Seven years down, three more upcoming

My subscription renewal for The Economist finally processed today: £140 for an additional three years. They make it quite a pain to renew as a student, with much mucking about with faxes, phone calls, student cards, and reference numbers. Even so, it definitely beats the standard subscription rate of £99 a year.

The new subscription will expire in June of 2009. There will be a new President in the United States; there will have been at least one more election in Canada; I will have completed my M.Phil and gone on to whatever will be next. There is a certain combination of satisfaction and trepidation that attaches itself to anything projected so far off into the unknown. It’s nice, at the very least, to henceforth be protected from inflation and unexpected losses of student status.

Author: Milan

In the spring of 2005, I graduated from the University of British Columbia with a degree in International Relations and a general focus in the area of environmental politics. In the fall of 2005, I began reading for an M.Phil in IR at Wadham College, Oxford. Outside school, I am very interested in photography, writing, and the outdoors. I am writing this blog to keep in touch with friends and family around the world, provide a more personal view of graduate student life in Oxford, and pass on some lessons I've learned here.

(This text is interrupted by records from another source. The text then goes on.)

//! HTTP API tests against the full router.
//!
//! The router runs in-process over the in-memory record store, the mock
//! auth provider and a scripted chat agent.
//!
//! Run with: `cargo test --test http_api_test`

#![allow(clippy::expect_used, clippy::unwrap_used)] // Test code can use unwrap/expect

use axum::http::{HeaderName, HeaderValue, StatusCode};
use axum_test::TestServer;
use backline_agent::AgentError;
use backline_agent::mocks::ScriptedAgent;
use backline_auth::mocks::MockAuthProvider;
use backline_office::config::BandConfig;
use backline_office::testing::office_schema;
use backline_office::{AppState, build_router};
use backline_testing::{InMemoryRecordStore, test_clock};
use backline_web::CORRELATION_ID_HEADER;
use serde_json::{Value, json};
use std::sync::Arc;

const ADMIN_EMAIL: &str = "kacie@example.com";
const ADMIN_PASSWORD: &str = "correct horse";

struct Harness {
    server: TestServer,
    agent: ScriptedAgent,
}

fn harness(agent: ScriptedAgent) -> Harness {
    let store = InMemoryRecordStore::new(office_schema());
    let auth = MockAuthProvider::new().with_user(ADMIN_EMAIL, ADMIN_PASSWORD);
    let state = AppState::new(
        Arc::new(store),
        Arc::new(auth),
        Arc::new(agent.clone()),
        Arc::new(test_clock()),
        BandConfig::default(),
    );
    Harness {
        server: TestServer::new(build_router(state)).unwrap(),
        agent,
    }
}

async fn sign_in(server: &TestServer) -> String {
    let response = server
        .post("/api/auth/sign-in")
        .json(&json!({"email": ADMIN_EMAIL, "password": ADMIN_PASSWORD}))
        .await;
    response.assert_status_ok();
    response.json::<Value>()["access_token"]
        .as_str()
        .unwrap()
        .to_string()
}

#[tokio::test]
async fn health_and_readiness_need_no_session() {
    let h = harness(ScriptedAgent::new());
    h.server.get("/health").await.assert_status_ok();
    h.server.get("/ready").await.assert_status_ok();
}

#[tokio::test]
async fn responses_carry_the_correlation_id() {
    let h = harness(ScriptedAgent::new());
    let id = "6f1c2b0a-3d4e-4f5a-8b9c-0d1e2f3a4b5c";
    let response = h
        .server
        .get("/health")
        .add_header(
            HeaderName::from_static("x-correlation-id"),
            HeaderValue::from_static(id),
        )
        .await;
    assert_eq!(response.header(CORRELATION_ID_HEADER), id);
}

#[tokio::test]
async fn admin_routes_reject_missing_and_unknown_tokens() {
    let h = harness(ScriptedAgent::new());
    h.server
        .get("/api/admin/bookings")
        .await
        .assert_status(StatusCode::UNAUTHORIZED);
    h.server
        .get("/api/admin/bookings")
        .authorization_bearer("token-999")
        .await
        .assert_status(StatusCode::UNAUTHORIZED);
}

#[tokio::test]
async fn wrong_password_is_unauthorized() {
    let h = harness(ScriptedAgent::new());
    h.server
        .post("/api/auth/sign-in")
        .json(&json!({"email": ADMIN_EMAIL, "password": "nope"}))
        .await
        .assert_status(StatusCode::UNAUTHORIZED);
}

#[tokio::test]
async fn signed_out_token_stops_working() {
    let h = harness(ScriptedAgent::new());
    let token = sign_in(&h.server).await;
    h.server
        .get("/api/auth/session")
        .authorization_bearer(&token)
        .await
        .assert_status_ok();
    h.server
        .post("/api/auth/sign-out")
        .authorization_bearer(&token)
        .await
        .assert_status(StatusCode::NO_CONTENT);
    h.server
        .get("/api/admin/contacts")
        .authorization_bearer(&token)
        .await
        .assert_status(StatusCode::UNAUTHORIZED);
}

#[tokio::test]
async fn booking_lifecycle_is_enforced_over_http() {
    let h = harness(ScriptedAgent::new());
    let token = sign_in(&h.server).await;

    let created = h
        .server
        .post("/api/admin/bookings")
        .authorization_bearer(&token)
        .json(&json!({
            "venue_name": "The Hall",
            "contact_name": "Sam",
            "contact_email": "sam@hall.org"
        }))
        .await;
    created.assert_status(StatusCode::CREATED);
    let booking = created.json::<Value>();
    assert_eq!(booking["state"], "inquiry");
    let id = booking["id"].as_str().unwrap();

    h.server
        .post(&format!("/api/admin/bookings/{id}/transitions"))
        .authorization_bearer(&token)
        .json(&json!({"action": "approve"}))
        .await
        .assert_status(StatusCode::CONFLICT);

    let available = h
        .server
        .get(&format!("/api/admin/bookings/{id}/transitions"))
        .authorization_bearer(&token)
        .await
        .json::<Value>();
    let actions = available["actions"].as_array().unwrap();
    assert!(actions.contains(&json!("send_proposal")));
    assert!(!actions.contains(&json!("approve")));

    h.server
        .get("/api/admin/bookings")
        .authorization_bearer(&token)
        .add_query_param("state", "bogus")
        .await
        .assert_status(StatusCode::UNPROCESSABLE_ENTITY);
}

#[tokio::test]
async fn contact_delete_needs_confirmation_and_no_dependents() {
    let h = harness(ScriptedAgent::new());
    let token = sign_in(&h.server).await;

    let contact = h
        .server
        .post("/api/admin/contacts")
        .authorization_bearer(&token)
        .json(&json!({"first_name": "Jo", "email": "jo@x.com"}))
        .await
        .json::<Value>();
    let id = contact["id"].as_str().unwrap();

    h.server
        .post("/api/admin/payments")
        .authorization_bearer(&token)
        .json(&json!({"contact_id": id, "amount": 250.0}))
        .await
        .assert_status(StatusCode::CREATED);

    h.server
        .delete(&format!("/api/admin/contacts/{id}"))
        .authorization_bearer(&token)
        .await
        .assert_status(StatusCode::BAD_REQUEST);

    let refused = h
        .server
        .delete(&format!("/api/admin/contacts/{id}"))
        .authorization_bearer(&token)
        .add_query_param("confirm", true)
        .await;
    refused.assert_status(StatusCode::CONFLICT);
    assert!(
        refused.json::<Value>()["message"]
            .as_str()
            .unwrap()
            .starts_with("Cannot delete this contact")
    );

    h.server
        .get(&format!("/api/admin/contacts/{id}"))
        .authorization_bearer(&token)
        .await
        .assert_status_ok();
}

#[tokio::test]
async fn invoice_totals_are_computed_server_side() {
    let h = harness(ScriptedAgent::new());
    let token = sign_in(&h.server).await;

    let contact = h
        .server
        .post("/api/admin/contacts")
        .authorization_bearer(&token)
        .json(&json!({"first_name": "Jo", "email": "jo@x.com"}))
        .await
        .json::<Value>();

    let invoice = h
        .server
        .post("/api/admin/invoices")
        .authorization_bearer(&token)
        .json(&json!({
            "contact_id": contact["id"],
            "tax": 8,
            "subtotal": 1.0,
            "total": 1.0,
            "items": [{"description": "Show", "quantity": 1, "rate": 1500}]
        }))
        .await;
    invoice.assert_status(StatusCode::CREATED);
    let invoice = invoice.json::<Value>();
    assert_eq!(invoice["subtotal"], json!(1500.0));
    assert_eq!(invoice["total"], json!(1620.0));
    let id = invoice["id"].as_str().unwrap();

    let paid = h
        .server
        .post(&format!("/api/admin/invoices/{id}/mark-paid"))
        .authorization_bearer(&token)
        .await;
    paid.assert_status_ok();
    assert_eq!(paid.json::<Value>()["payment"]["amount"], json!(1620.0));

    h.server
        .post(&format!("/api/admin/invoices/{id}/mark-paid"))
        .authorization_bearer(&token)
        .await
        .assert_status(StatusCode::CONFLICT);
}

#[tokio::test]
async fn contact_csv_import_skips_known_emails() {
    let h = harness(ScriptedAgent::new());
    let token = sign_in(&h.server).await;

    h.server
        .post("/api/admin/contacts")
        .authorization_bearer(&token)
        .json(&json!({"first_name": "Jo", "email": "jo@x.com"}))
        .await
        .assert_status(StatusCode::CREATED);

    let csv = "first_name,last_name,email,labels\n\
               Jo,Doe,jo@x.com,\n\
               Ana,Lee,ana@x.com,\"venue, promoter\"\n";
    let report = h
        .server
        .post("/api/admin/contacts/import")
        .authorization_bearer(&token)
        .text(csv)
        .await;
    report.assert_status_ok();
    let report = report.json::<Value>();
    assert_eq!(report["added"], 1);
    assert_eq!(report["skipped"], 1);

    let contacts = h
        .server
        .get("/api/admin/contacts")
        .authorization_bearer(&token)
        .add_query_param("search", "ana")
        .await
        .json::<Value>();
    assert_eq!(contacts[0]["labels"], json!(["venue", "promoter"]));
}

#[tokio::test]
async fn public_chat_relays_to_the_agent() {
    let h = harness(ScriptedAgent::new().reply(Some("conv-1"), "We'd love to play!"));
    let reply = h
        .server
        .post("/api/chat")
        .json(&json!({
            "message": "Free on June 1?",
            "sender_name": "Sam",
            "sender_email": "sam@hall.org",
            "venue_name": "The Hall"
        }))
        .await;
    reply.assert_status_ok();
    let reply = reply.json::<Value>();
    assert_eq!(reply["conversation_id"], "conv-1");
    assert_eq!(reply["response"], "We'd love to play!");
    assert_eq!(h.agent.requests().len(), 1);
}

#[tokio::test]
async fn public_chat_falls_back_when_the_agent_fails() {
    let h = harness(ScriptedAgent::new().fail(AgentError::Timeout));
    let reply = h
        .server
        .post("/api/chat")
        .json(&json!({
            "message": "Hello?",
            "conversation_id": "conv-7",
            "sender_name": "Sam",
            "sender_email": "sam@hall.org"
        }))
        .await;
    reply.assert_status_ok();
    let reply = reply.json::<Value>();
    assert_eq!(reply["conversation_id"], "conv-7");
    assert!(
        reply["response"]
            .as_str()
            .unwrap()
            .starts_with("Sorry, I'm having trouble connecting right now.")
    );

    h.server
        .post("/api/chat")
        .json(&json!({"message": "  ", "sender_name": "Sam", "sender_email": "sam@hall.org"}))
        .await
        .assert_status(StatusCode::UNPROCESSABLE_ENTITY);
}

#[tokio::test]
async fn availability_chat_reports_agent_failure_as_bad_gateway() {
    let h = harness(ScriptedAgent::new());
    let token = sign_in(&h.server).await;

    let member = h
        .server
        .post("/api/admin/band-members")
        .authorization_bearer(&token)
        .json(&json!({"name": "Ferris", "email": "ferris@band.com", "instrument": "drums"}))
        .await;
    member.assert_status(StatusCode::CREATED);
    let id = member.json::<Value>()["id"].as_str().unwrap().to_string();

    let failed = h
        .server
        .post(&format!("/api/admin/band-members/{id}/availability-chat"))
        .authorization_bearer(&token)
        .json(&json!({"message": "I'm away June 1-3"}))
        .await;
    failed.assert_status(StatusCode::BAD_GATEWAY);
    assert_eq!(failed.json::<Value>()["message"], "Error contacting agent.");
}
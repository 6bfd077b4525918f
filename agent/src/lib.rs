//! # Backline Chat Agent Client
//!
//! Client for the external booking chat agent. The agent answers venue
//! inquiries and turns band members' availability statements into
//! block-out records; this crate only carries messages to it.
//!
//! ## Example
//!
//! ```no_run
//! use backline_agent::{ChatAgent, ChatRequest, HttpChatAgent};
//!
//! #[tokio::main]
//! async fn main() -> Result<(), Box<dyn std::error::Error>> {
//!     let agent = HttpChatAgent::from_env()?;
//!     let reply = agent
//!         .send(ChatRequest::from_venue("Are you free June 1?", "Sam", "sam@venue.com"))
//!         .await?;
//!     println!("{}", reply.response);
//!     Ok(())
//! }
//! ```

use std::future::Future;
use std::pin::Pin;

pub mod client;
pub mod error;
pub mod mocks;
pub mod types;

// Re-export main types for convenience
pub use client::HttpChatAgent;
pub use error::AgentError;
pub use types::{ChatReply, ChatRequest, SenderType};

/// Boxed future returned by [`ChatAgent::send`]
pub type ChatFuture<'a> = Pin<Box<dyn Future<Output = Result<ChatReply, AgentError>> + Send + 'a>>;

/// Anything that can answer a chat message
///
/// Dyn-compatible so services can hold an `Arc<dyn ChatAgent>`.
pub trait ChatAgent: Send + Sync {
    /// Send one message and wait for the reply
    ///
    /// # Errors
    ///
    /// Any [`AgentError`]; callers decide whether to surface or substitute it.
    fn send(&self, request: ChatRequest) -> ChatFuture<'_>;
}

5 thoughts on “Seven years down, three more upcoming”

  1. For comparison:

    Money expended at Sainsbury’s this fiscal year (ie. since 1 Apr): £449.34
    Money expended at Sainsbury’s between arriving in Oxford (23 Sept) and 1 Apr: £490.10

    Since I have been here for 280 days now, that works out to £3.35 a day, which covers the great majority of my food consumption.

  2. OK, while I work out what Milan means in his “how to comment” comment, three quick rejoinders. First, thanks to whoever it was who gave me the story on Lomborg – I know many people at Aarhus weren’t pleased with him, but couldn’t see how anyway could axe him because of his views – another myth laid to rest. The environmental scientists around this part of the world foam at the mouth at him, largely because he fuels the arguments of those who won’t take science seriously because they don’t want to hear the bad news. Insofar as his arguments suggest that we in the west can carry on in our own merry way – and I have heard him say as much in an interview – he’s encouraging our most selfish, indefensible, and inter-generationally unjust behaviour

    Second, I am supported in my view that the US is not at war by no less a person than one of the recently-retired Joint Chiefs of Staff, who predicts no victory unless the country is prepared to give its all. This is precisely my point. I cannot envisage the majority of Americans – or Brits – wanting to “give their all” for this cause, any more than they’d tolerate the complete inspection of all persons and luggage entering the country because it would help with either the war on drugs or the war on terror. But my real point is that the White House cannot be allowed to use the “nation is at war” line to suggest that criticism is unpatriotic, or that members of the juduciary should abandon their oaths office and ignore the seperation of powers.

    Finally, of course the SC decision on tribunals was limited, because the legal issue presented to the court was not the legality of Gitmo, etc., but whether it was constitutional for the President to create courts, and, moreover, whether any body under US jurisdiction could, in any circumstances, flout the accepted rules pertaining to the administration of justice.

    Good review of a book by ex-Gitmo Brit in the current LRB…

  3. Ian,

    I mostly agree about Lomborg, but I think that he has been too frequently criticized on the wrong terms. Notoriously, Scientific American once wrote that even if certain environmental problems are much less severe than they are generally presented as being, we should exaggerate the severity so as to increase the chances of political action. That’s a view some people find justified, but I think that playing politics that way invalidates the special consideration generally given to science and scientists on the basis of expertise and impartiality.

    Winning the war on terrorism is obviously impossible, given the way it has been defined. Like any societal scourge, terrorism can be at best reduced to a very low level phenomenon. Arguably, it already is. 3000 people died in the tragedy of September 11th, but ten times that number, at least, die of completely preventable malnutrition daily. One of the greatest costs of this war is the extent to which it distracts energies and attention from other causes.

    What is the LRB?

  4. V.K.,

    Are you talking about the remainder of the Bush administration (a bit more than two years away) or my subscription renewal?